The following is from Lowe 2004 paper ( http://www.cs.ubc.ca/~lowe/papers/ijcv04.pdf ).

One obvious approach would be to sample the local image intensities around the keypoint at the appropriate scale, and to match these using a normalized correlation measure. However, simple correlation of image patches is highly sensitive to changes that cause misregistration of samples, such as afﬁne or 3D viewpoint change or non-rigid deformations. A better approach has been demonstrated by Edelman, Intrator, and Poggio (1997). Their proposed representation was based upon a model of biological vision, in particular of complex neurons in primary visual cortex.

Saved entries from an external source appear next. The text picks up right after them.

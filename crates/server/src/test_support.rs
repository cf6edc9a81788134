use db::DBService;
use services::services::config::{Config, WatchConfig};

use crate::AppState;

pub async fn test_state_with(config: Config) -> (tempfile::TempDir, AppState) {
    let dir = tempfile::tempdir().unwrap();
    let db_path = dir.path().join("db.sqlite");
    let db_url = format!("sqlite://{}?mode=rwc", db_path.to_string_lossy());
    let db = DBService::connect(&db_url).await.unwrap();
    let state = AppState::new(db, config, dir.path().join("storage")).unwrap();
    (dir, state)
}

pub async fn test_state() -> (tempfile::TempDir, AppState) {
    test_state_with(Config::default()).await
}

pub async fn test_state_with_watch(
    interval_secs: u64,
    deadline_secs: u64,
) -> (tempfile::TempDir, AppState) {
    let config = Config {
        watch: WatchConfig {
            interval_secs,
            deadline_secs,
        },
        ..Default::default()
    };
    test_state_with(config).await
}
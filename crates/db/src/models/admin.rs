use chrono::{DateTime, Utc};
use sea_orm::{
    ActiveModelTrait, ColumnTrait, ConnectionTrait, DbErr, EntityTrait, PaginatorTrait,
    QueryFilter, Set,
};
use serde::Serialize;
use thiserror::Error;
use uuid::Uuid;

use crate::entities::admin;

#[derive(Debug, Error)]
pub enum AdminError {
    #[error(transparent)]
    Database(#[from] DbErr),
    #[error("Admin not found")]
    NotFound,
    #[error("An admin with this email already exists")]
    DuplicateEmail,
}

#[derive(Debug, Clone, Serialize)]
pub struct Admin {
    pub id: Uuid,
    pub email: String,
    #[serde(skip_serializing)]
    pub password_hash: String,
    pub created_at: DateTime<Utc>,
}

impl Admin {
    fn from_model(model: admin::Model) -> Self {
        Self {
            id: model.uuid,
            email: model.email,
            password_hash: model.password_hash,
            created_at: model.created_at.into(),
        }
    }

    pub async fn create<C: ConnectionTrait>(
        db: &C,
        email: &str,
        password_hash: &str,
    ) -> Result<Self, AdminError> {
        let email = email.trim().to_lowercase();
        let existing = admin::Entity::find()
            .filter(admin::Column::Email.eq(email.clone()))
            .one(db)
            .await?;
        if existing.is_some() {
            return Err(AdminError::DuplicateEmail);
        }

        let active = admin::ActiveModel {
            uuid: Set(Uuid::new_v4()),
            email: Set(email),
            password_hash: Set(password_hash.to_string()),
            created_at: Set(Utc::now()),
            ..Default::default()
        };
        let model = active.insert(db).await?;
        Ok(Self::from_model(model))
    }

    pub async fn find_by_email<C: ConnectionTrait>(
        db: &C,
        email: &str,
    ) -> Result<Option<Self>, DbErr> {
        let record = admin::Entity::find()
            .filter(admin::Column::Email.eq(email.trim().to_lowercase()))
            .one(db)
            .await?;
        Ok(record.map(Self::from_model))
    }

    pub async fn find_by_uuid<C: ConnectionTrait>(
        db: &C,
        id: Uuid,
    ) -> Result<Option<Self>, DbErr> {
        let record = admin::Entity::find()
            .filter(admin::Column::Uuid.eq(id))
            .one(db)
            .await?;
        Ok(record.map(Self::from_model))
    }

    /// True once any admin account exists; gates the one-time setup endpoint.
    pub async fn any_exists<C: ConnectionTrait>(db: &C) -> Result<bool, DbErr> {
        let count = admin::Entity::find().count(db).await?;
        Ok(count > 0)
    }
}

#[cfg(test)]
mod tests {
    use sea_orm::Database;
    use sea_orm_migration::MigratorTrait;

    use super::*;

    async fn setup_db() -> sea_orm::DatabaseConnection {
        let db = Database::connect("sqlite::memory:").await.unwrap();
        db_migration::Migrator::up(&db, None).await.unwrap();
        db
    }

    #[tokio::test]
    async fn create_normalizes_email_and_rejects_duplicates() {
        let db = setup_db().await;
        assert!(!Admin::any_exists(&db).await.unwrap());

        let admin = Admin::create(&db, "  Beheer@Example.org ", "hash").await.unwrap();
        assert_eq!(admin.email, "beheer@example.org");
        assert!(Admin::any_exists(&db).await.unwrap());

        let found = Admin::find_by_email(&db, "BEHEER@example.org")
            .await
            .unwrap()
            .expect("admin by email");
        assert_eq!(found.id, admin.id);

        let err = Admin::create(&db, "beheer@example.org", "other").await.unwrap_err();
        assert!(matches!(err, AdminError::DuplicateEmail));
    }
}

These complex neurons respond to a gradient at a particular orientation and spatial frequency, but the location of the gradient on the retina is allowed to shift over a small receptive ﬁeld rather than being precisely localized. Edelman et al. hypothesized that the function of these complex neurons was to allow for matching and recognition of 3D objects from a range of viewpoints.

I am trying to understand SIFT descriptor. I understand the previous stage (keypoint detector).

I don't know why it is implemented that way. I want to know the story behind the story.

The descriptor obtained from a $64\times 64$ neighborhood of interest point at the obtained scale.
It will divide this $64\times 64$ region to $16\times 16$ patches which lead to 16 patches.